Records for processing
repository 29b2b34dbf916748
use crate::core::config::AppConfig;
use anyhow::{Context, Result};
use std::path::Path;

/// Creates a default configuration file with example content at the default location
pub fn setup() -> Result<()> {
    setup_at_path(AppConfig::default_config_path()?)
}

/// Creates a default configuration file with example content at the specified path
pub fn setup_at_path<P: AsRef<Path>>(path: P) -> Result<()> {
    let path = path.as_ref();

    if path.exists() {
        anyhow::bail!("Configuration file already exists at {}", path.display());
    }

    if let Some(parent) = path.parent() {
        std::fs::create_dir_all(parent)
            .with_context(|| format!("Failed to create directory: {}", parent.display()))?;
    }

    // Include the example config as a string literal in the binary
    let default_config = include_str!("../../docs/example_config.yaml");

    std::fs::write(path, default_config)
        .with_context(|| format!("Failed to write config file to {}", path.display()))?;

    tracing::info!("Created default configuration at {}", path.display());
    Ok(())
}
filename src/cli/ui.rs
use comfy_table::modifiers::UTF8_ROUND_CORNERS;
use comfy_table::presets::UTF8_FULL;
use comfy_table::{Attribute, Cell, CellAlignment, Color, ContentArrangement, Table};
use console::style;
use indicatif::{ProgressBar, ProgressStyle};
use std::time::Duration;

/// Defines different styles for text elements.
pub enum StyleType {
    RateValue,
    Error,
    Subtle,
}

/// Applies a consistent style to a string.
pub fn style_text(text: &str, style_type: StyleType) -> String {
    let styled = match style_type {
        StyleType::RateValue => style(text).green().bold(),
        StyleType::Error => style(text).red(),
        StyleType::Subtle => style(text).dim(),
    };
    styled.to_string()
}

/// Creates a new `comfy_table::Table` with standard styling.
pub fn new_styled_table() -> Table {
    let mut table = Table::new();
    table
        .load_preset(UTF8_FULL)
        .apply_modifier(UTF8_ROUND_CORNERS)
        .set_content_arrangement(ContentArrangement::Dynamic);
    table
}

/// Creates a styled header cell for a table.
pub fn header_cell(text: &str) -> Cell {
    Cell::new(text)
        .fg(Color::Cyan)
        .add_attribute(Attribute::Bold)
}

/// Formats a numeric amount right-aligned with display precision.
pub fn amount_cell(value: f64) -> Cell {
    Cell::new(format!("{value:.4}")).set_alignment(CellAlignment::Right)
}

/// Formats a quote side; a missing side renders as a grey "N/A".
pub fn rate_cell(value: f64) -> Cell {
    if value > 0.0 {
        Cell::new(format!("{value:.2}")).set_alignment(CellAlignment::Right)
    } else {
        Cell::new("N/A")
            .fg(Color::DarkGrey)
            .set_alignment(CellAlignment::Right)
    }
}

/// Creates a spinner shown while a request is in flight.
pub fn new_spinner(message: &str) -> ProgressBar {
    let pb = ProgressBar::new_spinner();
    pb.set_style(
        ProgressStyle::default_spinner()
            .template("{spinner:.green} {msg}")
            .unwrap(),
    );
    pb.set_message(message.to_string());
    pb.enable_steady_tick(Duration::from_millis(120));
    pb
}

What the task asks
Find "pub fn new_styled_table()" in the entries above and copy that whole line exactly, then each line after it through the line that contains "if value > 0.0".

Answer
pub fn new_styled_table() -> Table {
    let mut table = Table::new();
    table
        .load_preset(UTF8_FULL)
        .apply_modifier(UTF8_ROUND_CORNERS)
        .set_content_arrangement(ContentArrangement::Dynamic);
    table
}

/// Creates a styled header cell for a table.
pub fn header_cell(text: &str) -> Cell {
    Cell::new(text)
        .fg(Color::Cyan)
        .add_attribute(Attribute::Bold)
}

/// Formats a numeric amount right-aligned with display precision.
pub fn amount_cell(value: f64) -> Cell {
    Cell::new(format!("{value:.4}")).set_alignment(CellAlignment::Right)
}

/// Formats a quote side; a missing side renders as a grey "N/A".
pub fn rate_cell(value: f64) -> Cell {
    if value > 0.0 {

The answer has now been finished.